Overall, immigrants consume about 28 percent fewer welfare and entitlement benefits than native‐born Americans. Working‐age and elderly immigrants tend to consume more Medicaid benefits than native‐born Americans in the same age groups, but for all other large programs and many minor ones, natives are more expensive than immigrants on a per capita basis. This exception is possibly due to a substitution effect: fewer immigrants qualify for the more expensive entitlement programs such as Medicare and more have legal access to Medicaid. For instance, states have the option of providing Medicaid to pregnant lawful permanent residents, immigrant children, and illegal immigrants in emergency situations and other rare cases. Refugees and asylum seekers also have access to means‐tested welfare benefits for their first seven years in the United States. Minor legal changes can significantly reduce immigrants’ access to all these programs.

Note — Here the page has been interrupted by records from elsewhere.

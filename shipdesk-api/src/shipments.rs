use axum::{
    extract::{Path, Query, State},
    http::{header, StatusCode},
    response::{IntoResponse, Response},
    routing::{get, post},
    Json, Router,
};
use serde::{Deserialize, Serialize};

use shipdesk_core::carrier::DocumentRef;
use shipdesk_core::order::CarrierKind;

use crate::error::AppError;
use crate::state::AppState;

// ============================================================================
// Request/Response Types
// ============================================================================

#[derive(Debug, Deserialize)]
pub struct CarrierQuery {
    pub carrier: Option<String>,
}

#[derive(Debug, Deserialize, Default)]
pub struct CreateShipmentRequest {
    pub carrier: Option<String>,
    pub option_id: Option<String>,
}

#[derive(Debug, Deserialize)]
pub struct ManualEntryRequest {
    pub courier_name: String,
    pub tracking_id: String,
}

#[derive(Debug, Serialize)]
pub struct CancelShipmentResponse {
    pub success: bool,
    pub cancelled: bool,
}

#[derive(Debug, Serialize)]
pub struct DocumentResponse {
    pub success: bool,
    pub url: String,
}

fn parse_carrier(value: &str) -> Result<CarrierKind, AppError> {
    CarrierKind::parse(value)
        .ok_or_else(|| AppError::Validation(format!("Unknown carrier: {value}")))
}

fn parse_carrier_opt(value: Option<&str>) -> Result<Option<CarrierKind>, AppError> {
    value.map(parse_carrier).transpose()
}

fn document_response(document: DocumentRef) -> Response {
    match document {
        DocumentRef::Url(url) => Json(DocumentResponse { success: true, url }).into_response(),
        DocumentRef::Bytes(bytes) => (
            StatusCode::OK,
            [(header::CONTENT_TYPE, "application/pdf")],
            bytes,
        )
            .into_response(),
    }
}

// ============================================================================
// Handlers
// ============================================================================

/// GET /v1/admin/orders/:id/shipment/estimate
/// Quote courier options without creating anything.
pub async fn estimate(
    State(state): State<AppState>,
    Path(order_ref): Path<String>,
    Query(query): Query<CarrierQuery>,
) -> Result<impl IntoResponse, AppError> {
    let carrier = parse_carrier_opt(query.carrier.as_deref())?;
    let quotes = state.orchestrator.estimate(&order_ref, carrier).await?;
    Ok(Json(serde_json::json!({ "success": true, "quotes": quotes })))
}

/// POST /v1/admin/orders/:id/shipment/create
/// Full create -> AWB -> pickup sequence, or resume of a partial one.
pub async fn create(
    State(state): State<AppState>,
    Path(order_ref): Path<String>,
    Json(req): Json<CreateShipmentRequest>,
) -> Result<impl IntoResponse, AppError> {
    let carrier = parse_carrier_opt(req.carrier.as_deref())?;
    let outcome = state
        .orchestrator
        .ship_order(&order_ref, carrier, req.option_id.as_deref())
        .await?;
    Ok(Json(serde_json::json!({ "success": true, "shipment": outcome })))
}

/// POST /v1/admin/orders/:id/shipment/generate-awb
pub async fn generate_awb(
    State(state): State<AppState>,
    Path(order_ref): Path<String>,
) -> Result<impl IntoResponse, AppError> {
    let assignment = state.orchestrator.generate_awb(&order_ref).await?;
    Ok(Json(serde_json::json!({ "success": true, "awb": assignment })))
}

/// POST /v1/admin/orders/:id/shipment/pickup
pub async fn schedule_pickup(
    State(state): State<AppState>,
    Path(order_ref): Path<String>,
) -> Result<impl IntoResponse, AppError> {
    state.orchestrator.schedule_pickup(&order_ref).await?;
    Ok(Json(serde_json::json!({ "success": true })))
}

/// POST /v1/admin/orders/:id/shipment/cancel
/// Carrier-level cancellation; the order keeps its status.
pub async fn cancel(
    State(state): State<AppState>,
    Path(order_ref): Path<String>,
) -> Result<Json<CancelShipmentResponse>, AppError> {
    let cancelled = state.orchestrator.cancel_shipment(&order_ref).await?;
    Ok(Json(CancelShipmentResponse {
        success: true,
        cancelled,
    }))
}

/// GET /v1/admin/orders/:id/shipment/track
pub async fn track(
    State(state): State<AppState>,
    Path(order_ref): Path<String>,
) -> Result<impl IntoResponse, AppError> {
    let info = state.orchestrator.track(&order_ref).await?;
    Ok(Json(serde_json::json!({ "success": true, "tracking": info })))
}

/// GET /v1/admin/orders/:id/shipment/label
pub async fn label(
    State(state): State<AppState>,
    Path(order_ref): Path<String>,
) -> Result<Response, AppError> {
    let document = state.orchestrator.label(&order_ref).await?;
    Ok(document_response(document))
}

/// GET /v1/admin/orders/:id/shipment/manifest
pub async fn manifest(
    State(state): State<AppState>,
    Path(order_ref): Path<String>,
) -> Result<Response, AppError> {
    let document = state.orchestrator.manifest(&order_ref).await?;
    Ok(document_response(document))
}

/// POST /v1/admin/orders/:id/shipment/manual-entry
/// Hand-typed tracking details for carriers without an integration.
pub async fn manual_entry(
    State(state): State<AppState>,
    Path(order_ref): Path<String>,
    Json(req): Json<ManualEntryRequest>,
) -> Result<impl IntoResponse, AppError> {
    if req.courier_name.trim().is_empty() || req.tracking_id.trim().is_empty() {
        return Err(AppError::Validation(
            "courier_name and tracking_id are required".to_string(),
        ));
    }
    state
        .orchestrator
        .manual_entry(&order_ref, req.courier_name.trim(), req.tracking_id.trim())
        .await?;
    Ok(Json(serde_json::json!({ "success": true })))
}

pub fn routes() -> Router<AppState> {
    Router::new()
        .route("/v1/admin/orders/{id}/shipment/estimate", get(estimate))
        .route("/v1/admin/orders/{id}/shipment/create", post(create))
        .route(
            "/v1/admin/orders/{id}/shipment/generate-awb",
            post(generate_awb),
        )
        .route("/v1/admin/orders/{id}/shipment/pickup", post(schedule_pickup))
        .route("/v1/admin/orders/{id}/shipment/cancel", post(cancel))
        .route("/v1/admin/orders/{id}/shipment/track", get(track))
        .route("/v1/admin/orders/{id}/shipment/label", get(label))
        .route("/v1/admin/orders/{id}/shipment/manifest", get(manifest))
        .route(
            "/v1/admin/orders/{id}/shipment/manual-entry",
            post(manual_entry),
        )
}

Our findings here are similar to earlier Cato research that used the CPS instead of the SIPP data to measure welfare use and to Cato research that used nearly identical methodologies with older SIPP data. In fact, the gap between immigrant and native welfare use has widened by 7 percentage points since our last evaluation. Evaluating individual welfare usage—the correct methodology, according to the Department of Homeland Security and most other researchers in the field—is superior to the flawed household approach and yields directionally similar results regardless of whether the CPS or SIPP is used. In other words, other evaluations of immigrant welfare usage based on the household methodology found that immigrants use more welfare because they counted the welfare usage of nonimmigrants in the household.
Native‐born Americans consume, on an average per capita basis, more welfare and entitlement benefits than immigrants. The dollar differences are most pronounced for the large entitlement programs of Medicare and Social Security benefits, the two largest programs in the American welfare state. The largest percentage difference in per capita welfare consumption is between immigrant children and native‐born American children. Although elderly and working‐age immigrants, on a per capita basis, consume more Medicaid than native‐born Americans in the same age groups, and although immigrants occasionally consume more of the smaller welfare programs in certain age groups, those are the exceptions.